A house-elf popped into the room to clear away the dirty dinner dishes, effectively ending the teasing and earning itself a personal thank you from the great Harry Potter. The elf bowed deeply, and continued to do so as he backed away from the group, before popping away.
Now that the tabletop was cleared of dishes, Minerva politely leaned over Harry's shoulder to see what Albus had been working on. She shifted several pages around, 'tsking' at some as she shot dirty looks in Albus' direction. "Helping the Minister draft proposed laws is not taking it easy, Albus. You are supposed to be resting body, magic, and mind."
She continued to look over the papers, and although Albus tried his best to make excuses, Harry could tell he was only digging the proverbial hole deeper. Not wanting to be caught in the middle, Harry slowly and cautiously moved his chair back until he was well clear of the adults. Hedwig, who'd turn cold toward Fawkes for some undiscovered reason, flew over and rested on his knee.
A loud knock on the partially-opened door was their only warning before another Professor invaded the office.
"Headmaster, I must speak to you concerning Minerv–ahh," said Sybil Trelawney, coming to a quick halt before back treading, though luckily the office door behind her kept her from falling over. "Oh …Minerva, I was under the impression that you had a detention to supervise."
"Filius was kind enough to take the detention so I would be free to catch up on some paperwork," Minerva replied coolly, "but surely you expected to see me here?"
Trelawney nervously pulled her shawl tighter to her body as she straightened up and shuffled her feet. She didn't move any closer – Harry was sure she was as intimated by McGonagall as any First Year. "The Inner Eye," she moaned out, in the voice Harry was familiar with from class, "is not to be used for such mundane tasks. There are more important happenings that demand my attention."
"Yes, I can see how your pronouncement that the kitchen must serve chicken on Sunday was earth shattering," Minerva reasoned.

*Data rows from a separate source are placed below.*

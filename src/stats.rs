//! Derived statistics over a resident collection
//!
//! Everything here is a pure function of `&[Resident]`: nothing is cached and
//! the collection is never touched, so the dashboard simply recomputes on
//! every draw.
//!
//! Rounding is half-up and done in integer arithmetic, so no NaN or float
//! noise can reach the display. An empty collection has no averages and
//! reports [`StatsError::EmptyDataset`] instead.

use std::fmt;

use serde::Serialize;

use crate::error::StatsError;
use crate::population::{Fsa, Resident};

/// Fixed age ranges for the demographics chart, in display order.
#[derive(Clone, Copy, Debug, PartialEq, Eq, Hash, Serialize)]
pub enum AgeBucket {
    Age25To34,
    Age35To44,
    Age45To54,
    Age55To64,
    Age65Plus,
}

impl AgeBucket {
    pub const ALL: [AgeBucket; 5] = [
        AgeBucket::Age25To34,
        AgeBucket::Age35To44,
        AgeBucket::Age45To54,
        AgeBucket::Age55To64,
        AgeBucket::Age65Plus,
    ];

    pub fn label(&self) -> &'static str {
        match self {
            AgeBucket::Age25To34 => "25-34",
            AgeBucket::Age35To44 => "35-44",
            AgeBucket::Age45To54 => "45-54",
            AgeBucket::Age55To64 => "55-64",
            AgeBucket::Age65Plus => "65+",
        }
    }

    /// The bucket an age falls in. Generated ages start at 25; anything
    /// younger is counted with the first bucket so the histogram always sums
    /// to the population.
    pub fn for_age(age: u32) -> AgeBucket {
        match age {
            0..=34 => AgeBucket::Age25To34,
            35..=44 => AgeBucket::Age35To44,
            45..=54 => AgeBucket::Age45To54,
            55..=64 => AgeBucket::Age55To64,
            _ => AgeBucket::Age65Plus,
        }
    }
}

impl fmt::Display for AgeBucket {
    fn fmt(&self, f: &mut fmt::Formatter<'_>) -> fmt::Result {
        f.write_str(self.label())
    }
}

/// Bucket counts in [`AgeBucket::ALL`] order.
pub type AgeHistogram = Vec<(AgeBucket, usize)>;

/// A non-negative value with exactly one fractional digit, stored in tenths.
#[derive(Clone, Copy, Debug, PartialEq, Eq, PartialOrd, Ord, Serialize)]
pub struct OneDecimal(pub u32);

impl fmt::Display for OneDecimal {
    fn fmt(&self, f: &mut fmt::Formatter<'_>) -> fmt::Result {
        write!(f, "{}.{}", self.0 / 10, self.0 % 10)
    }
}

/// `numerator / denominator` rounded half up. `denominator` must be non-zero.
fn round_half_up(numerator: u64, denominator: u64) -> u64 {
    (2 * numerator + denominator) / (2 * denominator)
}

fn non_empty(residents: &[Resident]) -> Result<u64, StatsError> {
    match residents.len() {
        0 => Err(StatsError::EmptyDataset),
        n => Ok(n as u64),
    }
}

pub fn total_count(residents: &[Resident]) -> usize {
    residents.len()
}

/// Mean age, rounded half up (51.25 -> 51, 51.5 -> 52).
pub fn average_age(residents: &[Resident]) -> Result<u32, StatsError> {
    let n = non_empty(residents)?;
    let sum: u64 = residents.iter().map(|r| r.age as u64).sum();
    Ok(round_half_up(sum, n) as u32)
}

/// Percentage of home owners, rounded half up.
pub fn home_ownership_rate(residents: &[Resident]) -> Result<u32, StatsError> {
    let n = non_empty(residents)?;
    let owners = residents.iter().filter(|r| r.home_owner).count() as u64;
    Ok(round_half_up(100 * owners, n) as u32)
}

/// Mean household size to one decimal place, rounded half up.
pub fn average_household_size(residents: &[Resident]) -> Result<OneDecimal, StatsError> {
    let n = non_empty(residents)?;
    let sum: u64 = residents.iter().map(|r| r.household_size as u64).sum();
    Ok(OneDecimal(round_half_up(10 * sum, n) as u32))
}

/// Counts per age bucket. Empty input gives five zero buckets.
pub fn age_histogram(residents: &[Resident]) -> AgeHistogram {
    let mut counts = [0usize; AgeBucket::ALL.len()];
    for resident in residents {
        counts[AgeBucket::for_age(resident.age) as usize] += 1;
    }
    AgeBucket::ALL.iter().copied().zip(counts).collect()
}

/// The four headline numbers on the dashboard.
#[derive(Clone, Copy, Debug, PartialEq, Eq, Serialize)]
pub struct PopulationStats {
    pub total_residents: usize,
    pub average_age: u32,
    pub home_ownership_rate: u32,
    pub average_household_size: OneDecimal,
}

impl PopulationStats {
    pub fn compute(residents: &[Resident]) -> Result<Self, StatsError> {
        Ok(Self {
            total_residents: total_count(residents),
            average_age: average_age(residents)?,
            home_ownership_rate: home_ownership_rate(residents)?,
            average_household_size: average_household_size(residents)?,
        })
    }
}

/// Headline stats and the age histogram in one pass over the API.
pub fn aggregate(residents: &[Resident]) -> Result<(PopulationStats, AgeHistogram), StatsError> {
    let stats = PopulationStats::compute(residents)?;
    Ok((stats, age_histogram(residents)))
}

/// Headline stats for each FSA on its own, in [`Fsa::ALL`] order.
pub fn area_breakdown(residents: &[Resident]) -> Vec<(Fsa, Result<PopulationStats, StatsError>)> {
    Fsa::ALL
        .iter()
        .map(|&fsa| {
            let in_area: Vec<Resident> = residents
                .iter()
                .filter(|r| r.fsa == fsa)
                .cloned()
                .collect();
            (fsa, PopulationStats::compute(&in_area))
        })
        .collect()
}

#[cfg(test)]
mod tests {
    use super::*;
    use crate::population::{generate, Vocabulary};
    use proptest::prelude::*;
    use rand::SeedableRng;
    use rand_chacha::ChaCha8Rng;

    fn sample(id: u32, age: u32, home_owner: bool, household_size: u32) -> Resident {
        Resident {
            id,
            first_name: "Mia".to_string(),
            last_name: "Kim".to_string(),
            age,
            address: "10 Beech Ave".to_string(),
            fsa: if id % 2 == 0 { Fsa::M4L } else { Fsa::M4E },
            occupation: "Nurse".to_string(),
            household_size,
            children: household_size - 1,
            interests: vec!["Running".to_string(), "Art".to_string()],
            years_in_neighborhood: 3,
            home_owner,
        }
    }

    #[test]
    fn test_four_resident_scenario() {
        let residents: Vec<Resident> = [25, 40, 70, 70]
            .iter()
            .enumerate()
            .map(|(i, &age)| sample(i as u32 + 1, age, false, 1))
            .collect();

        assert_eq!(average_age(&residents), Ok(51));
        let histogram: Vec<(&str, usize)> = age_histogram(&residents)
            .iter()
            .map(|(bucket, count)| (bucket.label(), *count))
            .collect();
        assert_eq!(
            histogram,
            vec![("25-34", 1), ("35-44", 1), ("45-54", 0), ("55-64", 0), ("65+", 2)]
        );
    }

    #[test]
    fn test_all_owners_is_one_hundred_percent() {
        let residents = vec![sample(1, 30, true, 2), sample(2, 50, true, 3)];
        assert_eq!(home_ownership_rate(&residents), Ok(100));
    }

    #[test]
    fn test_empty_dataset() {
        assert_eq!(total_count(&[]), 0);
        assert_eq!(average_age(&[]), Err(StatsError::EmptyDataset));
        assert_eq!(home_ownership_rate(&[]), Err(StatsError::EmptyDataset));
        assert_eq!(average_household_size(&[]), Err(StatsError::EmptyDataset));
        assert_eq!(aggregate(&[]), Err(StatsError::EmptyDataset));

        let histogram = age_histogram(&[]);
        assert_eq!(histogram.len(), 5);
        assert!(histogram.iter().all(|(_, count)| *count == 0));
    }

    #[test]
    fn test_rounding_is_half_up() {
        // 25.5 -> 26
        let residents = vec![sample(1, 25, true, 1), sample(2, 26, false, 1)];
        assert_eq!(average_age(&residents), Ok(26));

        // 1 owner of 8 = 12.5% -> 13
        let mut residents: Vec<Resident> = (1..=8).map(|id| sample(id, 40, false, 1)).collect();
        residents[0].home_owner = true;
        assert_eq!(home_ownership_rate(&residents), Ok(13));

        // 49 people over 20 households = 2.45 -> 2.5
        let mut residents: Vec<Resident> = (1..=20).map(|id| sample(id, 40, false, 2)).collect();
        for resident in residents.iter_mut().take(9) {
            resident.household_size = 3;
            resident.children = 2;
        }
        let size = average_household_size(&residents).unwrap();
        assert_eq!(size, OneDecimal(25));
        assert_eq!(size.to_string(), "2.5");
    }

    #[test]
    fn test_one_decimal_display() {
        assert_eq!(OneDecimal(0).to_string(), "0.0");
        assert_eq!(OneDecimal(23).to_string(), "2.3");
        assert_eq!(OneDecimal(40).to_string(), "4.0");
    }

    #[test]
    fn test_bucket_edges() {
        assert_eq!(AgeBucket::for_age(25), AgeBucket::Age25To34);
        assert_eq!(AgeBucket::for_age(34), AgeBucket::Age25To34);
        assert_eq!(AgeBucket::for_age(35), AgeBucket::Age35To44);
        assert_eq!(AgeBucket::for_age(54), AgeBucket::Age45To54);
        assert_eq!(AgeBucket::for_age(55), AgeBucket::Age55To64);
        assert_eq!(AgeBucket::for_age(64), AgeBucket::Age55To64);
        assert_eq!(AgeBucket::for_age(65), AgeBucket::Age65Plus);
        assert_eq!(AgeBucket::for_age(84), AgeBucket::Age65Plus);
    }

    #[test]
    fn test_area_breakdown_splits_by_fsa() {
        let residents = vec![
            sample(1, 30, true, 1),
            sample(2, 60, false, 2),
            sample(3, 40, true, 3),
        ];
        let breakdown = area_breakdown(&residents);

        assert_eq!(breakdown[0].0, Fsa::M4E);
        let m4e = breakdown[0].1.unwrap();
        assert_eq!(m4e.total_residents, 2);
        assert_eq!(m4e.average_age, 35);
        assert_eq!(m4e.home_ownership_rate, 100);

        assert_eq!(breakdown[1].0, Fsa::M4L);
        let m4l = breakdown[1].1.unwrap();
        assert_eq!(m4l.total_residents, 1);
        assert_eq!(m4l.home_ownership_rate, 0);

        let only_m4e = vec![sample(1, 30, true, 1)];
        assert_eq!(area_breakdown(&only_m4e)[1].1, Err(StatsError::EmptyDataset));
    }

    #[test]
    fn test_aggregate_reference_population() {
        let mut rng = ChaCha8Rng::seed_from_u64(42);
        let residents = generate(250, &Vocabulary::default(), &mut rng);
        let (stats, histogram) = aggregate(&residents).unwrap();

        assert_eq!(stats.total_residents, 250);
        assert!((25..=84).contains(&stats.average_age));
        assert!(stats.home_ownership_rate <= 100);
        assert!((10..=60).contains(&stats.average_household_size.0));
        assert_eq!(histogram.iter().map(|(_, c)| c).sum::<usize>(), 250);
    }

    proptest! {
        #![proptest_config(ProptestConfig::with_cases(64))]

        #[test]
        fn histogram_sums_to_total(count in 1usize..300, seed in any::<u64>()) {
            let mut rng = ChaCha8Rng::seed_from_u64(seed);
            let residents = generate(count, &Vocabulary::default(), &mut rng);
            let sum: usize = age_histogram(&residents).iter().map(|(_, c)| c).sum();
            prop_assert_eq!(sum, total_count(&residents));
        }

        #[test]
        fn aggregation_ignores_order(count in 1usize..200, seed in any::<u64>(), rotate in 0usize..200) {
            let mut rng = ChaCha8Rng::seed_from_u64(seed);
            let residents = generate(count, &Vocabulary::default(), &mut rng);

            let mut shuffled = residents.clone();
            shuffled.reverse();
            shuffled.rotate_left(rotate % count);

            prop_assert_eq!(average_age(&residents), average_age(&shuffled));
            prop_assert_eq!(home_ownership_rate(&residents), home_ownership_rate(&shuffled));
            prop_assert_eq!(
                average_household_size(&residents),
                average_household_size(&shuffled)
            );
            prop_assert_eq!(age_histogram(&residents), age_histogram(&shuffled));
        }
    }
}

Harry laughed at Minerva's little joke, unknowingly bringing himself to Sybil's attention. "Ah … Mister Potter … I am not surprised to see you already in the Headmaster's office. Such trouble that finds you ... circling you like vultures circle a dead carcass on a lonely stretch of road. How you find the strength to continue on year after year after year is beyond me. I have seen much of your woefully short life in my gazing. Death … disease … danger … destruction …"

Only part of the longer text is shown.